* **ASSIGNMENT**
Go through the records below line by line. Count the lines with "filename" and give the count alone.

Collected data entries
==*==
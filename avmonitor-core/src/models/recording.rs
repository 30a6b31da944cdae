use std::path::PathBuf;

use serde::{Deserialize, Serialize};

/// Result returned when a recording is finalized successfully.
#[derive(Debug, Clone, PartialEq)]
pub struct RecordingResult {
    pub file_path: PathBuf,
    pub duration_secs: f64,
    pub checksum: String,
    pub metadata: RecordingMetadata,
}

/// Metadata stored in a JSON sidecar next to the recording.
#[derive(Debug, Clone, PartialEq, Serialize, Deserialize)]
pub struct RecordingMetadata {
    pub id: String,
    pub duration_secs: f64,
    pub file_path: String,
    pub checksum: String,
    pub sample_rate: u32,
    pub channels: u16,
    pub created_at: String,
}

impl RecordingMetadata {
    pub fn new(
        duration_secs: f64,
        file_path: &str,
        checksum: &str,
        sample_rate: u32,
        channels: u16,
    ) -> Self {
        Self {
            id: uuid::Uuid::new_v4().to_string(),
            duration_secs,
            file_path: file_path.to_string(),
            checksum: checksum.to_string(),
            sample_rate,
            channels,
            created_at: chrono::Utc::now().to_rfc3339(),
        }
    }
}

#[cfg(test)]
mod tests {
    use super::*;

    #[test]
    fn metadata_round_trips_through_json() {
        let metadata = RecordingMetadata::new(1.5, "/tmp/recording.wav", "abc123", 48000, 1);
        let json = serde_json::to_string(&metadata).unwrap();
        let parsed: RecordingMetadata = serde_json::from_str(&json).unwrap();
        assert_eq!(parsed, metadata);
    }

    #[test]
    fn metadata_ids_are_unique() {
        let a = RecordingMetadata::new(0.0, "x", "c", 48000, 1);
        let b = RecordingMetadata::new(0.0, "x", "c", 48000, 1);
        assert_ne!(a.id, b.id);
    }
}
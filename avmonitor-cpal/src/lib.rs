//! # avmonitor-cpal
//!
//! cpal backend for avmonitor.
//!
//! Provides:
//! - `CpalInputCapture` / `CpalCaptureFactory` — microphone capture streams
//! - `CpalPlaybackSink` — output rendering for monitoring and playback
//! - `CpalDeviceCatalog` — input device enumeration
//! - `CpalPermissionProbe` — capture access check
//!
//! ## Usage
//! ```ignore
//! use std::sync::Arc;
//! use avmonitor_core::{AudioMonitor, MonitorConfig};
//! use avmonitor_cpal::{
//!     CpalCaptureFactory, CpalDeviceCatalog, CpalPermissionProbe, CpalPlaybackSink,
//! };
//!
//! let monitor = AudioMonitor::new(
//!     MonitorConfig::default(),
//!     Arc::new(CpalDeviceCatalog::new()),
//!     Arc::new(CpalPermissionProbe::new()),
//!     Box::new(CpalCaptureFactory::new()),
//!     Arc::new(CpalPlaybackSink::new()),
//! )?;
//! monitor.select_device(Some("Built-in Microphone"));
//! ```

pub mod enumerator;
pub mod input;
pub mod output;
pub mod permissions;

pub use enumerator::CpalDeviceCatalog;
pub use input::{CpalCaptureFactory, CpalInputCapture};
pub use output::CpalPlaybackSink;
pub use permissions::CpalPermissionProbe;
==*==
* **REPLY TO THE EXERCISE**
2